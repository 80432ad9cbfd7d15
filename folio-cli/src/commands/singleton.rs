//! `folio home show|set` and `folio why show|set <file>`.

use std::path::PathBuf;

use anyhow::{bail, Context, Result};
use clap::Subcommand;
use serde_json::{json, Value};

use folio_core::config;

use super::{print_json, read_input};
use crate::backend::Backend;

#[derive(Subcommand, Debug)]
pub enum HomeCommand {
    /// Print the stored home page content.
    Show,
    /// Patch the home page; fields left out keep their stored value.
    Set {
        /// New hero image URL; an empty string falls back to the placeholder.
        #[arg(long)]
        hero_image: Option<String>,
        /// YAML or JSON patch file (`-` for stdin).
        #[arg(long, conflicts_with = "hero_image")]
        file: Option<PathBuf>,
    },
}

#[derive(Subcommand, Debug)]
pub enum WhyCommand {
    /// Print the stored "why choose us" section.
    Show,
    /// Patch the section from a YAML or JSON file (`-` for stdin). A
    /// `features` list replaces the stored one as a whole.
    Set { file: PathBuf },
}

pub fn run_home(command: HomeCommand) -> Result<()> {
    let home = config::home().context("could not determine home directory")?;
    let backend = Backend::connect(&home)?;
    match command {
        HomeCommand::Show => print_json(&backend.home().context("failed to load home page")?),
        HomeCommand::Set { hero_image, file } => {
            let patch = match (hero_image, file) {
                (Some(url), _) => json!({ "hero_image": url }),
                (None, Some(file)) => read_patch(&file)?,
                (None, None) => bail!("nothing to set; pass --hero-image or --file"),
            };
            backend.update_home(patch).context("failed to update home page")?;
            println!("✓ Home page updated");
            Ok(())
        }
    }
}

pub fn run_why(command: WhyCommand) -> Result<()> {
    let home = config::home().context("could not determine home directory")?;
    let backend = Backend::connect(&home)?;
    match command {
        WhyCommand::Show => print_json(&backend.why().context("failed to load why-choose-us")?),
        WhyCommand::Set { file } => {
            backend
                .update_why(read_patch(&file)?)
                .context("failed to update why-choose-us")?;
            println!("✓ Why-choose-us updated");
            Ok(())
        }
    }
}

fn read_patch(file: &std::path::Path) -> Result<Value> {
    let patch = read_input(file)?;
    if !patch.is_object() {
        bail!("'{}' must hold a map of fields", file.display());
    }
    Ok(patch)
}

**Problem description:**
Among the lines above, list those that contain the word "page".

**Expected output:**
    /// Print the stored home page content.
    /// Patch the home page; fields left out keep their stored value.
        HomeCommand::Show => print_json(&backend.home().context("failed to load home page")?),
            backend.update_home(patch).context("failed to update home page")?;
            println!("✓ Home page updated");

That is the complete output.